Data shown
use crate::engine::config::MAX_DARKNESS;

/// Brightest shade row.
pub const MAX_SHADE: u8 = 63;

/// Whole map units beyond which only sector light matters.
pub const SHADE_FALLOFF_DISTANCE: i32 = 171;

#[derive(Clone, Copy, Debug, Default, PartialEq, Eq)]
pub struct ShadeParams {
    pub darkness: i32,
    pub near_light: i32,
}

/// Shade row for a surface `distance` units away in a sector lit `light`.
///
/// Always within `0..=63`, whatever the inputs.
pub fn determine_shade(distance: i32, light: u8, params: &ShadeParams) -> u8 {
    let darkness = params.darkness.clamp(-MAX_DARKNESS, MAX_DARKNESS);
    let base = ((light >> 2) as i32 + darkness).clamp(0, MAX_SHADE as i32);

    let distance = distance.max(0);
    if distance >= SHADE_FALLOFF_DISTANCE {
        return base as u8;
    }
    let near = params.near_light.clamp(0, MAX_SHADE as i32);
    let boost = near * (SHADE_FALLOFF_DISTANCE - distance) / SHADE_FALLOFF_DISTANCE;
    let row = (base + boost).clamp(0, MAX_SHADE as i32) as u8;
    debug_assert!(row <= MAX_SHADE);
    row
}
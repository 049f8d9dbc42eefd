mod bsp;
pub mod config;
#[allow(clippy::module_inception)]
pub mod engine;
mod floors;
pub mod frame;
mod objects;
pub mod shade;
pub mod view;
pub mod walls;

pub use config::{ConfigError, FrameLimits, MAX_DARKNESS, MAX_VIEWPORT, RenderConfig};
pub use engine::{Engine, Scene};
pub use frame::{FloorSpan, FrameContext, FrameStats, Plane};
pub use objects::{PIECE_ORDER, view_quadrant};
pub use shade::{MAX_SHADE, ShadeParams, determine_shade};
pub use view::View;
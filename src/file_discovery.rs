use crate::error::{CheckError, Result};
use crate::manifest::XmlElement;
use globset::{GlobSet, GlobSetBuilder};
use regex::Regex;
use std::path::{Path, PathBuf};
use std::sync::OnceLock;
use tokio::fs;
use tokio::io::AsyncReadExt;
use tracing::{debug, warn};

/// Root elements that mark an XML file as an extension manifest
pub const MANIFEST_ROOTS: [&str; 2] = ["extension", "install"];

/// File extensions the built-in rules look at
pub const DEFAULT_EXTENSIONS: [&str; 2] = ["xml", "php"];

/// Bytes read from the head of an XML file to find its root element
const MANIFEST_HEAD_BYTES: usize = 4096;

/// Skips the XML declaration, processing instructions, comments and DOCTYPE
const PROLOG: &str = r"^(?:\s|<\?[\s\S]*?\?>|<!--[\s\S]*?-->|<![^>]*>)*";

/// Cached regex matching the first element of an XML document
static ROOT_ELEMENT_REGEX: OnceLock<Regex> = OnceLock::new();

/// Cached regex matching a prolog construct left open, e.g. a comment cut
/// off at the end of the head or a DOCTYPE with an internal subset
static OPEN_PROLOG_REGEX: OnceLock<Regex> = OnceLock::new();

fn get_root_element_regex() -> &'static Regex {
    ROOT_ELEMENT_REGEX.get_or_init(|| {
        Regex::new(&format!(r"{PROLOG}<([A-Za-z_][\w.\-]*)"))
            .expect("Failed to compile root element regex")
    })
}

fn get_open_prolog_regex() -> &'static Regex {
    OPEN_PROLOG_REGEX.get_or_init(|| {
        Regex::new(&format!(r"{PROLOG}<[?!]")).expect("Failed to compile open prolog regex")
    })
}

/// What the head of an XML file says about its root element
#[derive(Debug, Clone, Copy, PartialEq, Eq)]
pub enum ManifestHead {
    Manifest,
    Other,
    /// The root element lies beyond a prolog construct the scan cannot close
    Undecided,
}

/// Classify the head of an XML document by its first element
pub fn scan_manifest_head(head: &str) -> ManifestHead {
    let head = head.strip_prefix('\u{feff}').unwrap_or(head);
    if let Some(caps) = get_root_element_regex().captures(head) {
        return if MANIFEST_ROOTS.contains(&&caps[1]) {
            ManifestHead::Manifest
        } else {
            ManifestHead::Other
        };
    }
    if get_open_prolog_regex().is_match(head) {
        ManifestHead::Undecided
    } else {
        ManifestHead::Other
    }
}

/// Whether the head of an XML document opens with a manifest root element
pub fn is_manifest_head(head: &str) -> bool {
    scan_manifest_head(head) == ManifestHead::Manifest
}

/// Async file discovery over an extension source tree
#[derive(Debug, Clone)]
pub struct FileDiscovery {
    /// File extensions to include, lowercase (e.g., ["xml", "php"])
    extensions: Vec<String>,
    /// Include patterns set
    include_set: Option<GlobSet>,
    /// Exclude patterns set
    exclude_set: Option<GlobSet>,
    /// Maximum depth for directory traversal (None = unlimited)
    max_depth: Option<usize>,
    /// Follow symbolic links
    follow_symlinks: bool,
}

Activity
Write the entries out once more, exactly as they were given.

Result of this task
use crate::engine::config::MAX_DARKNESS;

/// Brightest shade row.
pub const MAX_SHADE: u8 = 63;

/// Whole map units beyond which only sector light matters.
pub const SHADE_FALLOFF_DISTANCE: i32 = 171;

#[derive(Clone, Copy, Debug, Default, PartialEq, Eq)]
pub struct ShadeParams {
    pub darkness: i32,
    pub near_light: i32,
}

/// Shade row for a surface `distance` units away in a sector lit `light`.
///
/// Always within `0..=63`, whatever the inputs.
pub fn determine_shade(distance: i32, light: u8, params: &ShadeParams) -> u8 {
    let darkness = params.darkness.clamp(-MAX_DARKNESS, MAX_DARKNESS);
    let base = ((light >> 2) as i32 + darkness).clamp(0, MAX_SHADE as i32);

    let distance = distance.max(0);
    if distance >= SHADE_FALLOFF_DISTANCE {
        return base as u8;
    }
    let near = params.near_light.clamp(0, MAX_SHADE as i32);
    let boost = near * (SHADE_FALLOFF_DISTANCE - distance) / SHADE_FALLOFF_DISTANCE;
    let row = (base + boost).clamp(0, MAX_SHADE as i32) as u8;
    debug_assert!(row <= MAX_SHADE);
    row
}
repository 049f8d9dbc42eefd
mod bsp;
pub mod config;
#[allow(clippy::module_inception)]
pub mod engine;
mod floors;
pub mod frame;
mod objects;
pub mod shade;
pub mod view;
pub mod walls;

pub use config::{ConfigError, FrameLimits, MAX_DARKNESS, MAX_VIEWPORT, RenderConfig};
pub use engine::{Engine, Scene};
pub use frame::{FloorSpan, FrameContext, FrameStats, Plane};
pub use objects::{PIECE_ORDER, view_quadrant};
pub use shade::{MAX_SHADE, ShadeParams, determine_shade};
pub use view::View;
filename src/file_discovery.rs
use crate::error::{CheckError, Result};
use crate::manifest::XmlElement;
use globset::{GlobSet, GlobSetBuilder};
use regex::Regex;
use std::path::{Path, PathBuf};
use std::sync::OnceLock;
use tokio::fs;
use tokio::io::AsyncReadExt;
use tracing::{debug, warn};

/// Root elements that mark an XML file as an extension manifest
pub const MANIFEST_ROOTS: [&str; 2] = ["extension", "install"];

/// File extensions the built-in rules look at
pub const DEFAULT_EXTENSIONS: [&str; 2] = ["xml", "php"];

/// Bytes read from the head of an XML file to find its root element
const MANIFEST_HEAD_BYTES: usize = 4096;

/// Skips the XML declaration, processing instructions, comments and DOCTYPE
const PROLOG: &str = r"^(?:\s|<\?[\s\S]*?\?>|<!--[\s\S]*?-->|<![^>]*>)*";

/// Cached regex matching the first element of an XML document
static ROOT_ELEMENT_REGEX: OnceLock<Regex> = OnceLock::new();

/// Cached regex matching a prolog construct left open, e.g. a comment cut
/// off at the end of the head or a DOCTYPE with an internal subset
static OPEN_PROLOG_REGEX: OnceLock<Regex> = OnceLock::new();

fn get_root_element_regex() -> &'static Regex {
    ROOT_ELEMENT_REGEX.get_or_init(|| {
        Regex::new(&format!(r"{PROLOG}<([A-Za-z_][\w.\-]*)"))
            .expect("Failed to compile root element regex")
    })
}

fn get_open_prolog_regex() -> &'static Regex {
    OPEN_PROLOG_REGEX.get_or_init(|| {
        Regex::new(&format!(r"{PROLOG}<[?!]")).expect("Failed to compile open prolog regex")
    })
}

/// What the head of an XML file says about its root element
#[derive(Debug, Clone, Copy, PartialEq, Eq)]
pub enum ManifestHead {
    Manifest,
    Other,
    /// The root element lies beyond a prolog construct the scan cannot close
    Undecided,
}

/// Classify the head of an XML document by its first element
pub fn scan_manifest_head(head: &str) -> ManifestHead {
    let head = head.strip_prefix('\u{feff}').unwrap_or(head);
    if let Some(caps) = get_root_element_regex().captures(head) {
        return if MANIFEST_ROOTS.contains(&&caps[1]) {
            ManifestHead::Manifest
        } else {
            ManifestHead::Other
        };
    }
    if get_open_prolog_regex().is_match(head) {
        ManifestHead::Undecided
    } else {
        ManifestHead::Other
    }
}

/// Whether the head of an XML document opens with a manifest root element
pub fn is_manifest_head(head: &str) -> bool {
    scan_manifest_head(head) == ManifestHead::Manifest
}

/// Async file discovery over an extension source tree
#[derive(Debug, Clone)]
pub struct FileDiscovery {
    /// File extensions to include, lowercase (e.g., ["xml", "php"])
    extensions: Vec<String>,
    /// Include patterns set
    include_set: Option<GlobSet>,
    /// Exclude patterns set
    exclude_set: Option<GlobSet>,
    /// Maximum depth for directory traversal (None = unlimited)
    max_depth: Option<usize>,
    /// Follow symbolic links
    follow_symlinks: bool,
}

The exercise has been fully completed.